Task brief> Go through the listing below and output it word for word.

Supplied information>
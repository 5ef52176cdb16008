use futures::stream::{self, StreamExt, TryStreamExt};
use once_cell::sync::Lazy;
use rayon::prelude::*;
use regex::Regex;
use std::path::PathBuf;
use std::sync::Arc;
use tokio::task::JoinSet;
use tracing::{debug, info, trace, warn};

use super::matcher::PhraseMatcher;
use crate::cancel::CancellationToken;
use crate::config::SearchOptions;
use crate::errors::{TreeError, TreeResult};
use crate::executor::{AbortOnDrop, Executor, Strategy};
use crate::results::SearchReport;
use crate::traversal;
use crate::tree::content::{self, EncodingMode};
use crate::tree::{Document, Folder};

static LINE_BREAK: Lazy<Regex> = Lazy::new(|| Regex::new(r"\r\n|\n|\r").unwrap());

/// Per-document measurement, e.g. phrase occurrences or line count
type ScanFn = Arc<dyn Fn(&str) -> usize + Send + Sync>;

/// Owned snapshot of a document that can move into a worker task
struct DocumentJob {
    path: PathBuf,
    encoding_mode: EncodingMode,
    loaded: Option<Arc<str>>,
}

impl DocumentJob {
    fn of(document: &Document) -> Self {
        Self {
            path: document.path().to_path_buf(),
            encoding_mode: document.encoding_mode(),
            loaded: document.loaded_content().cloned(),
        }
    }

    fn needs_read(&self) -> bool {
        self.loaded.is_none()
    }

    /// Reads the text if necessary and scans it; the text is handed back so
    /// the caller can cache it in the tree
    fn run(self, scan: &ScanFn, cancel: &CancellationToken) -> TreeResult<(Arc<str>, usize)> {
        cancel.check()?;
        let text = match self.loaded {
            Some(text) => text,
            None => Arc::from(content::read_text(&self.path, self.encoding_mode)?.0),
        };
        let found = scan(&text);
        trace!("Scanned {}: {}", self.path.display(), found);
        Ok((text, found))
    }
}

/// Runs read-only scans over the documents of a finished tree.
///
/// Every strategy visits every document exactly once and results are summed,
/// so totals never depend on the strategy or on completion order. Documents
/// that were built lazily are read on the I/O pool and their text is cached
/// in the tree for later searches.
///
/// The blocking entry points drive their own runtime and must not be called
/// from inside an async task.
#[derive(Debug)]
pub struct Searcher {
    options: SearchOptions,
    executor: Executor,
}

impl Searcher {
    pub fn new(options: SearchOptions) -> Self {
        let executor = Executor::new(
            options.strategy,
            options.thread_count,
            options.io_thread_count,
        );
        Self { options, executor }
    }

    pub fn options(&self) -> &SearchOptions {
        &self.options
    }

    /// Total occurrences of `target` in the tree
    pub fn search(&self, folder: &Folder, target: &str) -> TreeResult<usize> {
        Ok(self.search_detailed(folder, target)?.total_matches)
    }

    /// Per-document occurrences of `target`, for documents with at least one match
    pub fn search_detailed(&self, folder: &Folder, target: &str) -> TreeResult<SearchReport> {
        self.search_with_cancel(folder, target, &CancellationToken::new())
    }

    pub fn search_with_cancel(
        &self,
        folder: &Folder,
        target: &str,
        cancel: &CancellationToken,
    ) -> TreeResult<SearchReport> {
        info!(
            "Searching {} for {:?} ({} strategy)",
            folder.path().display(),
            target,
            self.executor.strategy()
        );

        let matcher = PhraseMatcher::new(
            target,
            self.options.word_boundary,
            self.options.case_sensitive,
        );
        if matcher.is_empty() {
            warn!("Search target {:?} contains no words", target);
            return Ok(SearchReport::new(target));
        }

        let scan: ScanFn = Arc::new(move |text: &str| matcher.count(text));
        let mut report = SearchReport::new(target);
        for (path, occurrences) in self.scan_documents(folder, scan, cancel)? {
            report.record(path, occurrences);
        }
        let report = report.finish();

        info!(
            "Search complete. Found {} matches in {} of {} documents",
            report.total_matches, report.documents_with_matches, report.documents_searched
        );
        Ok(report)
    }

    /// Total number of lines across all documents in the tree
    pub fn count_lines(&self, folder: &Folder) -> TreeResult<u64> {
        let scan: ScanFn = Arc::new(line_count);
        let per_document = self.scan_documents(folder, scan, &CancellationToken::new())?;
        Ok(per_document.iter().map(|(_, lines)| *lines as u64).sum())
    }

    fn scan_documents(
        &self,
        folder: &Folder,
        scan: ScanFn,
        cancel: &CancellationToken,
    ) -> TreeResult<Vec<(PathBuf, usize)>> {
        let documents: Vec<&Document> = traversal::documents(folder).collect();
        debug!(
            "Scanning {} documents with {} strategy",
            documents.len(),
            self.executor.strategy()
        );

        match self.executor.strategy() {
            Strategy::Sequential => documents
                .iter()
                .map(|document| -> TreeResult<(PathBuf, usize)> {
                    cancel.check()?;
                    let found = scan(document.content()?);
                    Ok((document.path().to_path_buf(), found))
                })
                .collect(),
            Strategy::Parallel => {
                let pools = self.executor.pools()?;
                pools.cpu.install(|| {
                    documents
                        .par_iter()
                        .map(|document| -> TreeResult<(PathBuf, usize)> {
                            cancel.check()?;
                            let text = if document.is_loaded() {
                                document.content()?
                            } else {
                                pools.io.install(|| document.content())?
                            };
                            Ok((document.path().to_path_buf(), scan(text)))
                        })
                        .collect()
                })
            }
            Strategy::Futures => self
                .executor
                .runtime()?
                .block_on(scan_joined(&documents, scan, cancel)),
            Strategy::Reactive => self.executor.runtime()?.block_on(scan_streamed(
                &documents,
                scan,
                cancel,
                self.options.thread_count.get(),
            )),
        }
    }
}

/// One task per document, gathered through a `JoinSet`
async fn scan_joined(
    documents: &[&Document],
    scan: ScanFn,
    cancel: &CancellationToken,
) -> TreeResult<Vec<(PathBuf, usize)>> {
    let mut tasks = JoinSet::new();
    for (index, document) in documents.iter().enumerate() {
        cancel.check()?;
        let job = DocumentJob::of(document);
        let scan = Arc::clone(&scan);
        let cancel = cancel.clone();
        if job.needs_read() {
            tasks.spawn_blocking(move || job.run(&scan, &cancel).map(|r| (index, r)));
        } else {
            tasks.spawn(async move { job.run(&scan, &cancel).map(|r| (index, r)) });
        }
    }

    let mut results = Vec::with_capacity(documents.len());
    while let Some(joined) = tasks.join_next().await {
        let (index, (text, found)) = joined.map_err(TreeError::from_join)??;
        documents[index].prime(text);
        results.push((documents[index].path().to_path_buf(), found));
    }
    Ok(results)
}

/// Documents emitted by a cold stream, at most `concurrency` in flight
async fn scan_streamed(
    documents: &[&Document],
    scan: ScanFn,
    cancel: &CancellationToken,
    concurrency: usize,
) -> TreeResult<Vec<(PathBuf, usize)>> {
    stream::iter(documents.iter().enumerate())
        .map(|(index, document)| {
            let job = DocumentJob::of(document);
            let scan = Arc::clone(&scan);
            let cancel = cancel.clone();
            async move {
                let handle = if job.needs_read() {
                    tokio::task::spawn_blocking(move || job.run(&scan, &cancel))
                } else {
                    tokio::spawn(async move { job.run(&scan, &cancel) })
                };
                AbortOnDrop::new(handle)
                    .await
                    .map_err(TreeError::from_join)?
                    .map(|r| (index, r))
            }
        })
        .buffer_unordered(concurrency)
        .map_ok(|(index, (text, found))| {
            documents[index].prime(text);
            (documents[index].path().to_path_buf(), found)
        })
        .try_collect()
        .await
}

/// Lines in `text`; a trailing line break does not start a new line
pub fn line_count(text: &str) -> usize {
    if text.is_empty() {
        return 0;
    }
    let breaks = LINE_BREAK.find_iter(text).count();
    if text.ends_with(['\n', '\r']) {
        breaks
    } else {
        breaks + 1
    }
}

Answer box>
repository 5ef52176cdb16008
use futures::stream::{self, StreamExt, TryStreamExt};
use once_cell::sync::Lazy;
use rayon::prelude::*;
use regex::Regex;
use std::path::PathBuf;
use std::sync::Arc;
use tokio::task::JoinSet;
use tracing::{debug, info, trace, warn};

use super::matcher::PhraseMatcher;
use crate::cancel::CancellationToken;
use crate::config::SearchOptions;
use crate::errors::{TreeError, TreeResult};
use crate::executor::{AbortOnDrop, Executor, Strategy};
use crate::results::SearchReport;
use crate::traversal;
use crate::tree::content::{self, EncodingMode};
use crate::tree::{Document, Folder};

static LINE_BREAK: Lazy<Regex> = Lazy::new(|| Regex::new(r"\r\n|\n|\r").unwrap());

/// Per-document measurement, e.g. phrase occurrences or line count
type ScanFn = Arc<dyn Fn(&str) -> usize + Send + Sync>;

/// Owned snapshot of a document that can move into a worker task
struct DocumentJob {
    path: PathBuf,
    encoding_mode: EncodingMode,
    loaded: Option<Arc<str>>,
}

impl DocumentJob {
    fn of(document: &Document) -> Self {
        Self {
            path: document.path().to_path_buf(),
            encoding_mode: document.encoding_mode(),
            loaded: document.loaded_content().cloned(),
        }
    }

    fn needs_read(&self) -> bool {
        self.loaded.is_none()
    }

    /// Reads the text if necessary and scans it; the text is handed back so
    /// the caller can cache it in the tree
    fn run(self, scan: &ScanFn, cancel: &CancellationToken) -> TreeResult<(Arc<str>, usize)> {
        cancel.check()?;
        let text = match self.loaded {
            Some(text) => text,
            None => Arc::from(content::read_text(&self.path, self.encoding_mode)?.0),
        };
        let found = scan(&text);
        trace!("Scanned {}: {}", self.path.display(), found);
        Ok((text, found))
    }
}

/// Runs read-only scans over the documents of a finished tree.
///
/// Every strategy visits every document exactly once and results are summed,
/// so totals never depend on the strategy or on completion order. Documents
/// that were built lazily are read on the I/O pool and their text is cached
/// in the tree for later searches.
///
/// The blocking entry points drive their own runtime and must not be called
/// from inside an async task.
#[derive(Debug)]
pub struct Searcher {
    options: SearchOptions,
    executor: Executor,
}

impl Searcher {
    pub fn new(options: SearchOptions) -> Self {
        let executor = Executor::new(
            options.strategy,
            options.thread_count,
            options.io_thread_count,
        );
        Self { options, executor }
    }

    pub fn options(&self) -> &SearchOptions {
        &self.options
    }

    /// Total occurrences of `target` in the tree
    pub fn search(&self, folder: &Folder, target: &str) -> TreeResult<usize> {
        Ok(self.search_detailed(folder, target)?.total_matches)
    }

    /// Per-document occurrences of `target`, for documents with at least one match
    pub fn search_detailed(&self, folder: &Folder, target: &str) -> TreeResult<SearchReport> {
        self.search_with_cancel(folder, target, &CancellationToken::new())
    }

    pub fn search_with_cancel(
        &self,
        folder: &Folder,
        target: &str,
        cancel: &CancellationToken,
    ) -> TreeResult<SearchReport> {
        info!(
            "Searching {} for {:?} ({} strategy)",
            folder.path().display(),
            target,
            self.executor.strategy()
        );

        let matcher = PhraseMatcher::new(
            target,
            self.options.word_boundary,
            self.options.case_sensitive,
        );
        if matcher.is_empty() {
            warn!("Search target {:?} contains no words", target);
            return Ok(SearchReport::new(target));
        }

        let scan: ScanFn = Arc::new(move |text: &str| matcher.count(text));
        let mut report = SearchReport::new(target);
        for (path, occurrences) in self.scan_documents(folder, scan, cancel)? {
            report.record(path, occurrences);
        }
        let report = report.finish();

        info!(
            "Search complete. Found {} matches in {} of {} documents",
            report.total_matches, report.documents_with_matches, report.documents_searched
        );
        Ok(report)
    }

    /// Total number of lines across all documents in the tree
    pub fn count_lines(&self, folder: &Folder) -> TreeResult<u64> {
        let scan: ScanFn = Arc::new(line_count);
        let per_document = self.scan_documents(folder, scan, &CancellationToken::new())?;
        Ok(per_document.iter().map(|(_, lines)| *lines as u64).sum())
    }

    fn scan_documents(
        &self,
        folder: &Folder,
        scan: ScanFn,
        cancel: &CancellationToken,
    ) -> TreeResult<Vec<(PathBuf, usize)>> {
        let documents: Vec<&Document> = traversal::documents(folder).collect();
        debug!(
            "Scanning {} documents with {} strategy",
            documents.len(),
            self.executor.strategy()
        );

        match self.executor.strategy() {
            Strategy::Sequential => documents
                .iter()
                .map(|document| -> TreeResult<(PathBuf, usize)> {
                    cancel.check()?;
                    let found = scan(document.content()?);
                    Ok((document.path().to_path_buf(), found))
                })
                .collect(),
            Strategy::Parallel => {
                let pools = self.executor.pools()?;
                pools.cpu.install(|| {
                    documents
                        .par_iter()
                        .map(|document| -> TreeResult<(PathBuf, usize)> {
                            cancel.check()?;
                            let text = if document.is_loaded() {
                                document.content()?
                            } else {
                                pools.io.install(|| document.content())?
                            };
                            Ok((document.path().to_path_buf(), scan(text)))
                        })
                        .collect()
                })
            }
            Strategy::Futures => self
                .executor
                .runtime()?
                .block_on(scan_joined(&documents, scan, cancel)),
            Strategy::Reactive => self.executor.runtime()?.block_on(scan_streamed(
                &documents,
                scan,
                cancel,
                self.options.thread_count.get(),
            )),
        }
    }
}

/// One task per document, gathered through a `JoinSet`
async fn scan_joined(
    documents: &[&Document],
    scan: ScanFn,
    cancel: &CancellationToken,
) -> TreeResult<Vec<(PathBuf, usize)>> {
    let mut tasks = JoinSet::new();
    for (index, document) in documents.iter().enumerate() {
        cancel.check()?;
        let job = DocumentJob::of(document);
        let scan = Arc::clone(&scan);
        let cancel = cancel.clone();
        if job.needs_read() {
            tasks.spawn_blocking(move || job.run(&scan, &cancel).map(|r| (index, r)));
        } else {
            tasks.spawn(async move { job.run(&scan, &cancel).map(|r| (index, r)) });
        }
    }

    let mut results = Vec::with_capacity(documents.len());
    while let Some(joined) = tasks.join_next().await {
        let (index, (text, found)) = joined.map_err(TreeError::from_join)??;
        documents[index].prime(text);
        results.push((documents[index].path().to_path_buf(), found));
    }
    Ok(results)
}

/// Documents emitted by a cold stream, at most `concurrency` in flight
async fn scan_streamed(
    documents: &[&Document],
    scan: ScanFn,
    cancel: &CancellationToken,
    concurrency: usize,
) -> TreeResult<Vec<(PathBuf, usize)>> {
    stream::iter(documents.iter().enumerate())
        .map(|(index, document)| {
            let job = DocumentJob::of(document);
            let scan = Arc::clone(&scan);
            let cancel = cancel.clone();
            async move {
                let handle = if job.needs_read() {
                    tokio::task::spawn_blocking(move || job.run(&scan, &cancel))
                } else {
                    tokio::spawn(async move { job.run(&scan, &cancel) })
                };
                AbortOnDrop::new(handle)
                    .await
                    .map_err(TreeError::from_join)?
                    .map(|r| (index, r))
            }
        })
        .buffer_unordered(concurrency)
        .map_ok(|(index, (text, found))| {
            documents[index].prime(text);
            (documents[index].path().to_path_buf(), found)
        })
        .try_collect()
        .await
}

/// Lines in `text`; a trailing line break does not start a new line
pub fn line_count(text: &str) -> usize {
    if text.is_empty() {
        return 0;
    }
    let breaks = LINE_BREAK.find_iter(text).count();
    if text.ends_with(['\n', '\r']) {
        breaks
    } else {
        breaks + 1
    }
}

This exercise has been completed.